Connect Retool to Google Meet by querying Google Calendar API data — Google Meet meetings are Calendar events with conferenceData attached. Authenticate via Google OAuth 2.0 using a REST API Resource, then fetch meetings with conferenceData, extract participant information from attendees, and build team meeting analytics dashboards that surface scheduling patterns, attendance, and meeting load across your organization.

## Why connect Retool to Google Meet?

Google Meet meetings live inside Google Calendar — there is no separate Google Meet dashboard that shows you meeting analytics, team load, or scheduling patterns across an organization. Operations managers, HR teams, and engineering leads who want to understand meeting culture (who is overloaded with meetings, which teams are most collaborative, how many hours per week go to recurring syncs) have to export Calendar data manually or use expensive third-party analytics tools. Retool provides an alternative: query the Google Calendar API directly to surface Meet meeting data in fully customizable internal dashboards.

The key insight is that every Google Meet meeting is a Google Calendar event with a conferenceData object attached. This object contains the Meet conference ID, the join URL (https://meet.google.com/xxx-xxxx-xxx), and the conference solution type. Filtering Calendar API queries to events where conferenceData.conferenceSolution.key.type equals hangoutsMeet gives you all Meet meetings across any calendar you have access to. From there, each event's attendees array shows all invitees with their response status (accepted, declined, needsAction, tentative), enabling attendance analytics.
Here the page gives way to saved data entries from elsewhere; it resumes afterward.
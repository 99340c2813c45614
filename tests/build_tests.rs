//! End-to-end build tests
//!
//! Each test lays out a small catalogue in a temporary directory and builds it.

use std::fs;
use std::path::Path;
use std::process::Command;

use prost::Message;
use regex::Regex;
use school_index::writer::{encode_index, read_index};
use school_index::{AdapterCategory, BuildConfig, BuildError, IndexBuilder, PROTOCOL_VERSION};

fn write(path: &Path, content: &str) {
    fs::create_dir_all(path.parent().unwrap()).unwrap();
    fs::write(path, content).unwrap();
}

const TWO_SCHOOLS: &str = r#"
schools:
  - id: "10476"
    name: Henan Normal University
    initial: H
    resource_folder: HNSF
  - id: "12949"
    name: Shanghai Zhongqiao Vocational College
    initial: S
    resource_folder: SHZQ
"#;

const ONE_ADAPTER: &str = r#"
adapters:
  - adapter_id: hnsf_01
    adapter_name: Undergraduate timetable
    category: ADAPTER_CATEGORY_UNKNOWN
    asset_js_path: HNSF/hnsf_01.js
    description: Imports the term timetable
    maintainer: someone
"#;

fn catalogue(dir: &Path) -> BuildConfig {
    let config = BuildConfig::default().with_root(dir);
    write(&config.paths.root_index, TWO_SCHOOLS);
    write(&config.adapters_path("HNSF"), ONE_ADAPTER);
    config
}

// =============================================================================
// Library pipeline
// =============================================================================

#[test]
fn test_end_to_end_skips_school_without_adapters() {
    let dir = tempfile::tempdir().unwrap();
    let config = catalogue(dir.path());
    let output = config.paths.output.clone();

    let report = IndexBuilder::new(config).run().unwrap();
    assert_eq!(report.schools, 1);
    assert_eq!(report.adapters, 1);
    assert_eq!(report.skipped.len(), 1);
    assert_eq!(report.skipped[0].id, "12949");

    let index = read_index(&output).unwrap();
    assert_eq!(index.protocol_version, PROTOCOL_VERSION);
    assert_eq!(index.version_id, report.version_id);
    assert_eq!(index.schools.len(), 1);

    let school = &index.schools[0];
    assert_eq!(school.id, "10476");
    assert_eq!(school.initial, "H");
    assert_eq!(school.adapters.len(), 1);

    let adapter = &school.adapters[0];
    assert_eq!(adapter.adapter_id, "hnsf_01");
    assert_eq!(adapter.import_url, None);
    assert_eq!(adapter.category(), AdapterCategory::Unknown);
    assert_eq!(adapter.category, 0);
}

#[test]
fn test_round_trip_is_byte_identical() {
    let dir = tempfile::tempdir().unwrap();
    let config = catalogue(dir.path());
    write(
        &config.adapters_path("SHZQ"),
        r#"
adapters:
  - adapter_id: shzq_01
    category: ADAPTER_CATEGORY_BACHELOR_AND_ASSOCIATE
    import_url: ""
  - adapter_id: shzq_02
    category: ADAPTER_CATEGORY_POSTGRADUATE
    import_url: "https://jw.example.edu.cn/student"
"#,
    );
    let output = config.paths.output.clone();

    IndexBuilder::new(config).run().unwrap();
    let bytes = fs::read(&output).unwrap();
    let decoded = school_index::SchoolIndex::decode(bytes.as_slice()).unwrap();

    assert_eq!(encode_index(&decoded).unwrap(), bytes);
    let urls: Vec<_> = decoded.schools[1]
        .adapters
        .iter()
        .map(|a| a.import_url.as_deref())
        .collect();
    assert_eq!(urls, vec![Some(""), Some("https://jw.example.edu.cn/student")]);
    assert_eq!(decoded.schools[1].adapters[0].category, 1);
    assert_eq!(decoded.schools[1].adapters[1].category, 2);
}

#[test]
fn test_missing_manifest_fails() {
    let dir = tempfile::tempdir().unwrap();
    let config = BuildConfig::default().with_root(dir.path());
    let output = config.paths.output.clone();

    let result = IndexBuilder::new(config).run();
    assert!(matches!(result, Err(BuildError::ManifestNotFound { .. })));
    assert!(!output.exists());
}

#[test]
fn test_failed_build_keeps_previous_artifact() {
    let dir = tempfile::tempdir().unwrap();
    let config = catalogue(dir.path());
    let output = config.paths.output.clone();

    IndexBuilder::new(config.clone()).run().unwrap();
    let previous = fs::read(&output).unwrap();

    write(&config.adapters_path("SHZQ"), "adapters: [unclosed\n");
    let result = IndexBuilder::new(config).run();
    assert!(matches!(result, Err(BuildError::Yaml { .. })));
    assert_eq!(fs::read(&output).unwrap(), previous);
}

#[test]
fn test_sequential_builds_have_increasing_version_ids() {
    let dir = tempfile::tempdir().unwrap();
    let builder = IndexBuilder::new(catalogue(dir.path()));
    let pattern = Regex::new(r"^TIME_\d{14}_\d{3}$").unwrap();

    let first = builder.run().unwrap().version_id;
    std::thread::sleep(std::time::Duration::from_millis(5));
    let second = builder.run().unwrap().version_id;

    assert!(pattern.is_match(&first), "bad token {first}");
    assert!(pattern.is_match(&second), "bad token {second}");
    assert!(first < second);
}

// =============================================================================
// Binary
// =============================================================================

fn build_index_in(dir: &Path) -> std::process::Output {
    Command::new(env!("CARGO_BIN_EXE_build-index"))
        .current_dir(dir)
        .output()
        .unwrap()
}

#[test]
fn test_binary_succeeds_and_warns_once() {
    let dir = tempfile::tempdir().unwrap();
    write(&dir.path().join("index/root_index.yaml"), TWO_SCHOOLS);
    write(&dir.path().join("resources/HNSF/adapters.yaml"), ONE_ADAPTER);

    let output = build_index_in(dir.path());
    assert_eq!(output.status.code(), Some(0));

    let stdout = String::from_utf8_lossy(&output.stdout);
    let warnings: Vec<_> = stdout.lines().filter(|l| l.starts_with("Warning:")).collect();
    assert_eq!(warnings.len(), 1);
    assert!(warnings[0].contains("12949"));
    assert!(stdout.contains("File size: "));
    assert!(dir.path().join("school_index.pb").exists());
}

#[test]
fn test_binary_exits_one_without_manifest() {
    let dir = tempfile::tempdir().unwrap();

    let output = build_index_in(dir.path());
    assert_eq!(output.status.code(), Some(1));

    let stderr = String::from_utf8_lossy(&output.stderr);
    assert!(stderr.contains("Build failed! Fatal error:"));
    assert!(stderr.contains("root_index.yaml"));
    assert!(!dir.path().join("school_index.pb").exists());
}

#[test]
fn test_binary_ignores_arguments() {
    let dir = tempfile::tempdir().unwrap();
    write(&dir.path().join("index/root_index.yaml"), TWO_SCHOOLS);
    write(&dir.path().join("resources/HNSF/adapters.yaml"), ONE_ADAPTER);

    let output = Command::new(env!("CARGO_BIN_EXE_build-index"))
        .arg("extra")
        .arg("--config")
        .current_dir(dir.path())
        .output()
        .unwrap();
    assert_eq!(output.status.code(), Some(0));
    assert!(dir.path().join("school_index.pb").exists());
}

#[test]
fn test_binary_ignores_environment_overrides() {
    let dir = tempfile::tempdir().unwrap();
    write(&dir.path().join("index/root_index.yaml"), TWO_SCHOOLS);
    write(&dir.path().join("resources/HNSF/adapters.yaml"), ONE_ADAPTER);

    let output = Command::new(env!("CARGO_BIN_EXE_build-index"))
        .env("SCHOOL_INDEX__PROTOCOL_VERSION", "42")
        .env("SCHOOL_INDEX__PATHS__OUTPUT", "elsewhere.pb")
        .current_dir(dir.path())
        .output()
        .unwrap();
    assert_eq!(output.status.code(), Some(0));
    assert!(!dir.path().join("elsewhere.pb").exists());

    let index = read_index(&dir.path().join("school_index.pb")).unwrap();
    assert_eq!(index.protocol_version, PROTOCOL_VERSION);
}

#[test]
fn test_binary_builds_empty_index_from_empty_manifest() {
    let dir = tempfile::tempdir().unwrap();
    write(&dir.path().join("index/root_index.yaml"), "");

    let output = build_index_in(dir.path());
    assert_eq!(output.status.code(), Some(0));

    let index = read_index(&dir.path().join("school_index.pb")).unwrap();
    assert!(index.schools.is_empty());
    assert_eq!(index.protocol_version, PROTOCOL_VERSION);
}

#[test]
fn test_binary_reports_yaml_cause_once() {
    let dir = tempfile::tempdir().unwrap();
    write(&dir.path().join("index/root_index.yaml"), "schools: [unclosed\n");

    let output = build_index_in(dir.path());
    assert_eq!(output.status.code(), Some(1));

    let cause = serde_yaml::from_str::<serde_yaml::Value>("schools: [unclosed\n")
        .unwrap_err()
        .to_string();
    let stderr = String::from_utf8_lossy(&output.stderr);
    let line = stderr.lines().find(|l| l.starts_with("Build failed!")).unwrap();
    assert_eq!(
        line,
        format!("Build failed! Fatal error: YAML error in index/root_index.yaml: {cause}")
    );
}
For organizations on Google Workspace Enterprise plans, a supplementary Google Meet REST API (currently in beta) allows managing Meet spaces directly — creating persistent spaces, listing active and scheduled meetings, and retrieving participant data from recently completed calls. This API is separate from Calendar and provides richer meeting-specific data but requires Workspace Enterprise licensing and specific API enablement.

## Before you start

- A Google account or Google Workspace account with Google Calendar access
- Google Calendar API enabled in Google Cloud Console (APIs & Services → Enable APIs → Google Calendar API)
- OAuth 2.0 credentials configured with the https://www.googleapis.com/auth/calendar.readonly scope
- For workspace-wide analytics: a service account with domain-wide delegation enabled to access other users' calendars
- A Retool account with Resource creation permissions

## Step-by-step guide

### 1. Enable Google Calendar API and configure OAuth credentials

Navigate to Google Cloud Console → APIs & Services → Library and search for Google Calendar API. Click Enable if it is not already active. To also enable the beta Google Meet REST API for space management, search for Google Meet API and enable it separately — this is optional for basic meeting data retrieval via Calendar. In APIs & Services → Credentials, click Create Credentials → OAuth client ID. Set the application type to Web application. In Authorized redirect URIs, add Retool's OAuth callback URL: https://oauth.retool.com/oauth/user/oauthcallback for Retool Cloud. Copy the Client ID and Client Secret. Configure the OAuth consent screen: go to APIs & Services → OAuth consent screen, set User Type to Internal for Google Workspace single-organization use, and add the scope https://www.googleapis.com/auth/calendar.readonly. This read-only scope allows listing events and reading attendee data without the risk of accidentally modifying calendar data. If you need to create or modify Meet meetings from Retool, add https://www.googleapis.com/auth/calendar.events instead. Save the consent screen. For organization-wide analytics accessing multiple employees' calendars, configure a service account with domain-wide delegation — in the service account settings, enable domain-wide delegation and add the calendar.readonly scope to the Workspace Admin Console delegated scopes. This is an advanced configuration but required for HR and ops teams that need cross-user calendar visibility.

**Expected result:** Google Calendar API is enabled, OAuth credentials are created with the calendar.readonly scope, and the consent screen is configured for either personal or domain-wide calendar access.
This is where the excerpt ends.